— Aim of the exercise —
Your task is to copy the lines of the data below from the line holding "filename src/web/response_helpers.rs" through the line holding "let mut response = Response::new(Body::empty());", inclusive, exactly and with nothing added.
━━━ Recorded data ━━━
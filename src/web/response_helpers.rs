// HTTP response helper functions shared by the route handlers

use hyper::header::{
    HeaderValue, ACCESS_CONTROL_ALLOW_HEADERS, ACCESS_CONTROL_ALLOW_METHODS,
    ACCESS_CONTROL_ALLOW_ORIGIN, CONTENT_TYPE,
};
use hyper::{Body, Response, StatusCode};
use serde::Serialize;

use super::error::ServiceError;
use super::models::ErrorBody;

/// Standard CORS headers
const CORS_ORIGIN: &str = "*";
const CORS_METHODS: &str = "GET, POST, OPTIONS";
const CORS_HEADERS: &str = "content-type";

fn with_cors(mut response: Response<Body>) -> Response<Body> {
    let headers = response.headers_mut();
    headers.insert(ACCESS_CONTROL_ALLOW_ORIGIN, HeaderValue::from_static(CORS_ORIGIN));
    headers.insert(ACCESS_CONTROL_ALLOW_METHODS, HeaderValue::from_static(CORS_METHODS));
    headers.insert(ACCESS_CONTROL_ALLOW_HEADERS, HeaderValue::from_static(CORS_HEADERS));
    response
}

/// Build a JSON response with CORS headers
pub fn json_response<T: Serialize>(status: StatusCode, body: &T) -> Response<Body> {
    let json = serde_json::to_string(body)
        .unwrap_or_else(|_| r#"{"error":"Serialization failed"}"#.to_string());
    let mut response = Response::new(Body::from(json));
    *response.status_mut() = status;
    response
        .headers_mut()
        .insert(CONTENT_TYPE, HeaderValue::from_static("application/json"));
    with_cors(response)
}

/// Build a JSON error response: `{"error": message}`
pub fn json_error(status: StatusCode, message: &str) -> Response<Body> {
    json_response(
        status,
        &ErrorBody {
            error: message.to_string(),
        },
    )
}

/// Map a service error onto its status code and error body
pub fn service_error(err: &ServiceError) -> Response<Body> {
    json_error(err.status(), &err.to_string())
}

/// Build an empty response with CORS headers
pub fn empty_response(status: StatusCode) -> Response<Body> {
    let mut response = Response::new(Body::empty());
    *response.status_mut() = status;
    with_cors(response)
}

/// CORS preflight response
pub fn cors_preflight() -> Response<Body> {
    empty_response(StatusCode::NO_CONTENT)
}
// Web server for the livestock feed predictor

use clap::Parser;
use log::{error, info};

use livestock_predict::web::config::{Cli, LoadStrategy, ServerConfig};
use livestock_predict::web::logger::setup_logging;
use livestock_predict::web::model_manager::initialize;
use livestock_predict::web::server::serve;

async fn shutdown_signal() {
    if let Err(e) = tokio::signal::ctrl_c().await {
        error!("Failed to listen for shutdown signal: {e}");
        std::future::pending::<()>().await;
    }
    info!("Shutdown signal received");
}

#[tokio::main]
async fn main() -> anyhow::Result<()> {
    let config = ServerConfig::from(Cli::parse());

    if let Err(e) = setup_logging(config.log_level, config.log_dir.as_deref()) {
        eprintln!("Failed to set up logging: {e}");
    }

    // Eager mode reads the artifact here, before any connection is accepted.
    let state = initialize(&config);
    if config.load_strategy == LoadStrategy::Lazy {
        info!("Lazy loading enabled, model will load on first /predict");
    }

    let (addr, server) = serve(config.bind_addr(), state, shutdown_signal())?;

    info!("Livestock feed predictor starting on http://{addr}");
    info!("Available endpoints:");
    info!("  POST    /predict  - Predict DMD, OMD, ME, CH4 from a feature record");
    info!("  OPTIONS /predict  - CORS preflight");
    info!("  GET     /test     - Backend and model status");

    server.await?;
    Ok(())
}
━━━
━━━ Recorded data ━━━
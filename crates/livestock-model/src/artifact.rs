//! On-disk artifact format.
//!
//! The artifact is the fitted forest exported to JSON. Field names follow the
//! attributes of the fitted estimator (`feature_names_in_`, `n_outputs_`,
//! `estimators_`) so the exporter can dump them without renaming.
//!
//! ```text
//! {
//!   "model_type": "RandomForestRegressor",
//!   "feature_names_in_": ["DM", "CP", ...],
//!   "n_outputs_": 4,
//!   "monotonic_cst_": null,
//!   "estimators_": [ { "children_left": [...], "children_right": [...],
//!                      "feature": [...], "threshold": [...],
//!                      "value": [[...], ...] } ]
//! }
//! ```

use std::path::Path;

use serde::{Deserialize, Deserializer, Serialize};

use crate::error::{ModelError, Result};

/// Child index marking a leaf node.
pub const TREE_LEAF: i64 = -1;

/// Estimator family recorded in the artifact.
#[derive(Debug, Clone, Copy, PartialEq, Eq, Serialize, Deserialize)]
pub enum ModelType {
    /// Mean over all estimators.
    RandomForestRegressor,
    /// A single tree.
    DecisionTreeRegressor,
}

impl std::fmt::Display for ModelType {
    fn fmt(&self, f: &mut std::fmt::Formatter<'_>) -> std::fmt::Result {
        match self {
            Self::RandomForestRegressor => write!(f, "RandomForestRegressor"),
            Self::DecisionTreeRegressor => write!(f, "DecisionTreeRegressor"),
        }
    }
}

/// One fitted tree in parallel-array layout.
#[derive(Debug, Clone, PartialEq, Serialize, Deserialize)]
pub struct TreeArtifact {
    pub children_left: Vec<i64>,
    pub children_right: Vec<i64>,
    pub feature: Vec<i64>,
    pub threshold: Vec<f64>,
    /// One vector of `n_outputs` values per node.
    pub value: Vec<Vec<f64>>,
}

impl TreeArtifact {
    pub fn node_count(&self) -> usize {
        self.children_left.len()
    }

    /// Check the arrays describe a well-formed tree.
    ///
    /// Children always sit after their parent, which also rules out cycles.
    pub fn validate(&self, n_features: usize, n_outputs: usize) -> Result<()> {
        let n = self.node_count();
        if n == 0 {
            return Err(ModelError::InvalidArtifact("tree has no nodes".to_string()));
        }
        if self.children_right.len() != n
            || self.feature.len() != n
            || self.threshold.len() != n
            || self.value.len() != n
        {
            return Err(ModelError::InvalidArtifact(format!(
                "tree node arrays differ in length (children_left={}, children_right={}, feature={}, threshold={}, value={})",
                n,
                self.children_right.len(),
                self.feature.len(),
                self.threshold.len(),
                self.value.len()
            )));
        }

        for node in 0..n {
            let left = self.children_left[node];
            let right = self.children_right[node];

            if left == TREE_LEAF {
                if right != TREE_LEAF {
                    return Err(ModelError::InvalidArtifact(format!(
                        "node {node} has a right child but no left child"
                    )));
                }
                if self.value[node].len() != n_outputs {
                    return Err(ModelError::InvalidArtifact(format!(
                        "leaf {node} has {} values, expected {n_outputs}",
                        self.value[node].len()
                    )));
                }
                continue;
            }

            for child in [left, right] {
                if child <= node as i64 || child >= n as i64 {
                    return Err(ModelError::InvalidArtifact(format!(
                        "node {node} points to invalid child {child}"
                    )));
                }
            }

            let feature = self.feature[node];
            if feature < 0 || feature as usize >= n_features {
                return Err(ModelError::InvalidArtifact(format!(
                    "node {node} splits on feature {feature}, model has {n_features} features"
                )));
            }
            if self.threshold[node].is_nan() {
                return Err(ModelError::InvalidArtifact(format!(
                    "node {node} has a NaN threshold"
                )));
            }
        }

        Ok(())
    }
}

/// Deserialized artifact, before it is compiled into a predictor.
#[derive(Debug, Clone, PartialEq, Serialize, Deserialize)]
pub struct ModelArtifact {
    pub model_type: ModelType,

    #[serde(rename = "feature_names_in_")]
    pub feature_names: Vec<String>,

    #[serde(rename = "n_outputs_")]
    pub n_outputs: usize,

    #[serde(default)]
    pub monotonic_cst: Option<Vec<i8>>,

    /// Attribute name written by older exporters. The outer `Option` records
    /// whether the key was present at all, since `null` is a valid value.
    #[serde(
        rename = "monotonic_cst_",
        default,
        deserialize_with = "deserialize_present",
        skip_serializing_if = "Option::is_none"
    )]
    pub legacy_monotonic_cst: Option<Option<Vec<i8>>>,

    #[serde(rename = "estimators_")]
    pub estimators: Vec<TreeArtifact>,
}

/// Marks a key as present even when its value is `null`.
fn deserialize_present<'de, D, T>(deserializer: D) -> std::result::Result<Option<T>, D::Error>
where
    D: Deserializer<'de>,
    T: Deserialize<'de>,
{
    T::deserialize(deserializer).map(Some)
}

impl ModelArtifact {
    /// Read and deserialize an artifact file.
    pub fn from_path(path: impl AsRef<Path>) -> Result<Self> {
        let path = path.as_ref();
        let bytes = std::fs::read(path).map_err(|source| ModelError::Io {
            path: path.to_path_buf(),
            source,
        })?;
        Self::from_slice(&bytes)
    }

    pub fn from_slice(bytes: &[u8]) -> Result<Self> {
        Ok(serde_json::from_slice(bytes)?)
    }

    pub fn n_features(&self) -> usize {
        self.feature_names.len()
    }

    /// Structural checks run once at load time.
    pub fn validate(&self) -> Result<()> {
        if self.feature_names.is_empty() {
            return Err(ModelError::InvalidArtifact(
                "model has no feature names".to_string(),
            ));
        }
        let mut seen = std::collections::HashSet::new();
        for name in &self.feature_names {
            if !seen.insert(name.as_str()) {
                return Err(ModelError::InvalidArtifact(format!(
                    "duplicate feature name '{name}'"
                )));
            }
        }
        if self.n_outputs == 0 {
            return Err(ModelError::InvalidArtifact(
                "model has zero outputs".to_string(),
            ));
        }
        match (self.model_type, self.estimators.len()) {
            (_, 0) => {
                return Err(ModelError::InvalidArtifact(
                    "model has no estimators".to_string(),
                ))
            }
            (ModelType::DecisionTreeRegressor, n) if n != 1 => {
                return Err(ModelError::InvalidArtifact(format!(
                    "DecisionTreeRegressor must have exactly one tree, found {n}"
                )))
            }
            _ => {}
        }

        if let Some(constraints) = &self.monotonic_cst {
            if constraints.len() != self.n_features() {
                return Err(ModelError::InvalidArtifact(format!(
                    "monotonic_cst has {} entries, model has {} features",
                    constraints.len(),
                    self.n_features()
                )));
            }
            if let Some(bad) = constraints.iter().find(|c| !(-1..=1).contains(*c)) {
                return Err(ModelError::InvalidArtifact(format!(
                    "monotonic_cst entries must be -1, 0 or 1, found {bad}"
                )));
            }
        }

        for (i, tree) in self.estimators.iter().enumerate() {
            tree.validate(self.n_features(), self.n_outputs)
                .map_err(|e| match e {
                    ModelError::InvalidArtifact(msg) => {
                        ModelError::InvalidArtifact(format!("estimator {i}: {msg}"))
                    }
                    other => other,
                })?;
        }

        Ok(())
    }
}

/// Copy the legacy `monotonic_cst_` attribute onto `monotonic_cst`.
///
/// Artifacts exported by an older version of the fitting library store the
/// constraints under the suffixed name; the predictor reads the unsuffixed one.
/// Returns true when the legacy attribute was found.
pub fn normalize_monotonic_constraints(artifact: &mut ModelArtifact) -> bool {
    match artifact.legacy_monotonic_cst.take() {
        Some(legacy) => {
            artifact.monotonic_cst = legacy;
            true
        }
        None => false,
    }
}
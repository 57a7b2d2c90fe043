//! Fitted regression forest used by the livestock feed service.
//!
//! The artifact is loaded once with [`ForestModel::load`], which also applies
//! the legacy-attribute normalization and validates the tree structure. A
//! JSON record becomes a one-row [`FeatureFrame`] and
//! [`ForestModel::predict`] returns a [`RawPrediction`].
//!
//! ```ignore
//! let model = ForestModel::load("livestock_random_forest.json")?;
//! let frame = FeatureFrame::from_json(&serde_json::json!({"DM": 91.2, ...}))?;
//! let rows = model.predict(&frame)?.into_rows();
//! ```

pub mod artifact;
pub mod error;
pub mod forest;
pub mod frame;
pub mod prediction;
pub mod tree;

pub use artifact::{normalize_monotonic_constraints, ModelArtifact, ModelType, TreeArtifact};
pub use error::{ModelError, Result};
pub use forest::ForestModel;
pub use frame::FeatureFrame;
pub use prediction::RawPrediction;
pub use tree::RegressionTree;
━━━
— Expected output —
filename src/web/response_helpers.rs
// HTTP response helper functions shared by the route handlers

use hyper::header::{
    HeaderValue, ACCESS_CONTROL_ALLOW_HEADERS, ACCESS_CONTROL_ALLOW_METHODS,
    ACCESS_CONTROL_ALLOW_ORIGIN, CONTENT_TYPE,
};
use hyper::{Body, Response, StatusCode};
use serde::Serialize;

use super::error::ServiceError;
use super::models::ErrorBody;

/// Standard CORS headers
const CORS_ORIGIN: &str = "*";
const CORS_METHODS: &str = "GET, POST, OPTIONS";
const CORS_HEADERS: &str = "content-type";

fn with_cors(mut response: Response<Body>) -> Response<Body> {
    let headers = response.headers_mut();
    headers.insert(ACCESS_CONTROL_ALLOW_ORIGIN, HeaderValue::from_static(CORS_ORIGIN));
    headers.insert(ACCESS_CONTROL_ALLOW_METHODS, HeaderValue::from_static(CORS_METHODS));
    headers.insert(ACCESS_CONTROL_ALLOW_HEADERS, HeaderValue::from_static(CORS_HEADERS));
    response
}

/// Build a JSON response with CORS headers
pub fn json_response<T: Serialize>(status: StatusCode, body: &T) -> Response<Body> {
    let json = serde_json::to_string(body)
        .unwrap_or_else(|_| r#"{"error":"Serialization failed"}"#.to_string());
    let mut response = Response::new(Body::from(json));
    *response.status_mut() = status;
    response
        .headers_mut()
        .insert(CONTENT_TYPE, HeaderValue::from_static("application/json"));
    with_cors(response)
}

/// Build a JSON error response: `{"error": message}`
pub fn json_error(status: StatusCode, message: &str) -> Response<Body> {
    json_response(
        status,
        &ErrorBody {
            error: message.to_string(),
        },
    )
}

/// Map a service error onto its status code and error body
pub fn service_error(err: &ServiceError) -> Response<Body> {
    json_error(err.status(), &err.to_string())
}

/// Build an empty response with CORS headers
pub fn empty_response(status: StatusCode) -> Response<Body> {
    let mut response = Response::new(Body::empty());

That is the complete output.